##### RECORDED DATA

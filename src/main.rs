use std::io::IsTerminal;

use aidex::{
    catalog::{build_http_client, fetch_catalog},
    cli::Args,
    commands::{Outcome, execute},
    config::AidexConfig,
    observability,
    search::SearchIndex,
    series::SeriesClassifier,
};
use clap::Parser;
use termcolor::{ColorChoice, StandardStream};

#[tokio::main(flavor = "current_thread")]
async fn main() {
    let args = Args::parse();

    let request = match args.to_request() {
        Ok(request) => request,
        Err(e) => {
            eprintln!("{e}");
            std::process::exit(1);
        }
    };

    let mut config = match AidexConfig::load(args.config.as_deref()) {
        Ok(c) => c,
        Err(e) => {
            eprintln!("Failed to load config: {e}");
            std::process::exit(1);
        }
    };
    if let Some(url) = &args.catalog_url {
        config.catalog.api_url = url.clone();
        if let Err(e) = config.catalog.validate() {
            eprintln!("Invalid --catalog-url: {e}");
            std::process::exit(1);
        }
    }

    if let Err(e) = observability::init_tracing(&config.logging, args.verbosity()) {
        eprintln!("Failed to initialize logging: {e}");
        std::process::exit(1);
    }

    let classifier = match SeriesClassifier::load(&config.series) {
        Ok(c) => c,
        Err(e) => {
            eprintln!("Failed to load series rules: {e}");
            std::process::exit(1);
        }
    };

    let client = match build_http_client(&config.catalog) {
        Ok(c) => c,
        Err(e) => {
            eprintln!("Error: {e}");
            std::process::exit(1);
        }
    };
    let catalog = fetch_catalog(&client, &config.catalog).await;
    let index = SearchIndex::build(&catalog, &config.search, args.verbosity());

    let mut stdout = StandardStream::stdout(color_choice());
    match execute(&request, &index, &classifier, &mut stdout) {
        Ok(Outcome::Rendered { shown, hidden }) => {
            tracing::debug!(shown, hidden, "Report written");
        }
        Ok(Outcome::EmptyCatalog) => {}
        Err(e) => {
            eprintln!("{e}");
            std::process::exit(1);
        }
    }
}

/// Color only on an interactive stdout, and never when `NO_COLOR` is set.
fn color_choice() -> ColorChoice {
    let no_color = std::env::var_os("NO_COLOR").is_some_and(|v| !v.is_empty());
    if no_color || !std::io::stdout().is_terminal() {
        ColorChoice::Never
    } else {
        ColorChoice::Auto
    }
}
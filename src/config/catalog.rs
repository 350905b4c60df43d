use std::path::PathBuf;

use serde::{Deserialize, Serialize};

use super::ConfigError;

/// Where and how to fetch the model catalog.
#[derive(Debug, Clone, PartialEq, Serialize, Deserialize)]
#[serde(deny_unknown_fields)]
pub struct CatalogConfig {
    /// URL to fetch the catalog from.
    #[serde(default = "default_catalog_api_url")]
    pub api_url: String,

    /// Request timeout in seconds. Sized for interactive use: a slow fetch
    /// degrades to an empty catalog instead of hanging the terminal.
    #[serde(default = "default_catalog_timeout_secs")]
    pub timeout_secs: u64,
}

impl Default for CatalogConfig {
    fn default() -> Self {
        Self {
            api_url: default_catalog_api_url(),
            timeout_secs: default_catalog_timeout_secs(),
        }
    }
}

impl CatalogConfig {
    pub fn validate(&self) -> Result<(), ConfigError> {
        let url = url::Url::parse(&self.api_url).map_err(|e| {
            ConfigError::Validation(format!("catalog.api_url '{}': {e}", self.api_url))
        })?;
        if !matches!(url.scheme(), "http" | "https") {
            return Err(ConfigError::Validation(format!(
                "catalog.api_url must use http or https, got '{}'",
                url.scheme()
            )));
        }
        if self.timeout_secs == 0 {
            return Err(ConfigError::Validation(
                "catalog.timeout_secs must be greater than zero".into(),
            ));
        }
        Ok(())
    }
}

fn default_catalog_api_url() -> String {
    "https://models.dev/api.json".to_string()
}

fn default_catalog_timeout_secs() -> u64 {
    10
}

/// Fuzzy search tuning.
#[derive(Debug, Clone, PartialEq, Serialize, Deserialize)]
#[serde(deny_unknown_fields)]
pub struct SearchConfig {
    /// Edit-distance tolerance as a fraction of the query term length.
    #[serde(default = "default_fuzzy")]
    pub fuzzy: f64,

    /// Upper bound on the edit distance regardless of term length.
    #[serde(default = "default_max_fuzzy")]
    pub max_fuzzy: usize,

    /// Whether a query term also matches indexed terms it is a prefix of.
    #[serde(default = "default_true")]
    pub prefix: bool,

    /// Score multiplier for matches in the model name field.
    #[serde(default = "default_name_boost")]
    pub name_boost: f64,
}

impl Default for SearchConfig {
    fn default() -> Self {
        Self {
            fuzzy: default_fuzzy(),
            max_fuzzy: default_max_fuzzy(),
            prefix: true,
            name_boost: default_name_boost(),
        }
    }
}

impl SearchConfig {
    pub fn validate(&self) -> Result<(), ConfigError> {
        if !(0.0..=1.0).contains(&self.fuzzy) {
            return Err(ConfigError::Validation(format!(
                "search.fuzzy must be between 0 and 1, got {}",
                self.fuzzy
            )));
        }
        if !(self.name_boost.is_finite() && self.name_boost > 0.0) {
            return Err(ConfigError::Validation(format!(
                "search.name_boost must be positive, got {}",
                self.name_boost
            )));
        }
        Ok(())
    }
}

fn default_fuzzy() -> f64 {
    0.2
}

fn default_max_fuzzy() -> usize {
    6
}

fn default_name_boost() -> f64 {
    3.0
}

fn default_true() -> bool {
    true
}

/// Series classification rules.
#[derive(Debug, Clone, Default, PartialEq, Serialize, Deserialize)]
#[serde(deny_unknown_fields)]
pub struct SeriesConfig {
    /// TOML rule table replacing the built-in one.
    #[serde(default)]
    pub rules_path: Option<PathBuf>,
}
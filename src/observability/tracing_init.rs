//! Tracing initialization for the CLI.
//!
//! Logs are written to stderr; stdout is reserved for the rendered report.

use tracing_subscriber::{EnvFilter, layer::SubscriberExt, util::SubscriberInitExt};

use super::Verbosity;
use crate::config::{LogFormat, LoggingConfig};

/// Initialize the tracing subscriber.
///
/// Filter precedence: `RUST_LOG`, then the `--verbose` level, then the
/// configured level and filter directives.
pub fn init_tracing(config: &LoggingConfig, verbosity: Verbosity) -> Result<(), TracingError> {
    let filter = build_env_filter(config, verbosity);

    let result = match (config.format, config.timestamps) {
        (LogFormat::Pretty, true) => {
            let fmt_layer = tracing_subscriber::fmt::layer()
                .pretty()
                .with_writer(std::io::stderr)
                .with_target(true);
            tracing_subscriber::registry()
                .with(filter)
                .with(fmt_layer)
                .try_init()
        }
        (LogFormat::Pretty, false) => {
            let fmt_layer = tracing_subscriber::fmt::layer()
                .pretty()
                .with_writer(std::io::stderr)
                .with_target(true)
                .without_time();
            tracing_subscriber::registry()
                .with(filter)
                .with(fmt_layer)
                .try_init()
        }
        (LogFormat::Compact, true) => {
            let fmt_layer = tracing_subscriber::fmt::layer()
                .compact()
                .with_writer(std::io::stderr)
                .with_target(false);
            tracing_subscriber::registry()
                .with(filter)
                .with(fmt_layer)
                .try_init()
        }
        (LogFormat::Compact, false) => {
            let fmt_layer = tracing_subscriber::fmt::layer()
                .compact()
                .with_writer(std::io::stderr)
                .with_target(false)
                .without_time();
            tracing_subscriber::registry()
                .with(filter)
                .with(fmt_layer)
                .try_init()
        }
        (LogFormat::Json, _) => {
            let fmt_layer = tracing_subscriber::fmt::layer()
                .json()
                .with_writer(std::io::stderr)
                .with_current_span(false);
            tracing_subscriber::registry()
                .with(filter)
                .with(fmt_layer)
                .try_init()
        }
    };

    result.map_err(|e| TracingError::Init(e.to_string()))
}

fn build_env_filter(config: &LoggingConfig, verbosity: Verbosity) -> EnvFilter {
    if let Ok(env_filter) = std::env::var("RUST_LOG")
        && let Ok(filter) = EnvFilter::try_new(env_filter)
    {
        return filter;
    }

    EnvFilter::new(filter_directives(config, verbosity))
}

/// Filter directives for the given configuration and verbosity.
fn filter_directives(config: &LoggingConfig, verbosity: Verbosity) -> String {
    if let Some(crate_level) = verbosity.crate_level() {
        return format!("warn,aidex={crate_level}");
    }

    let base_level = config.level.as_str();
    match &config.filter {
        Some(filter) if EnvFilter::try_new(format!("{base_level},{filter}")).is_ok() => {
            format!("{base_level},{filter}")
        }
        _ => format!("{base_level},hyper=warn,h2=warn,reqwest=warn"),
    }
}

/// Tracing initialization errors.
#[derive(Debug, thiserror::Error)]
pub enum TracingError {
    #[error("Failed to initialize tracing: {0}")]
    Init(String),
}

##########

Scan the lines above for the word "filename" and copy every one where it occurs.

• [ANSWER SPACE]
filename src/main.rs
filename src/config/catalog.rs
filename src/observability/tracing_init.rs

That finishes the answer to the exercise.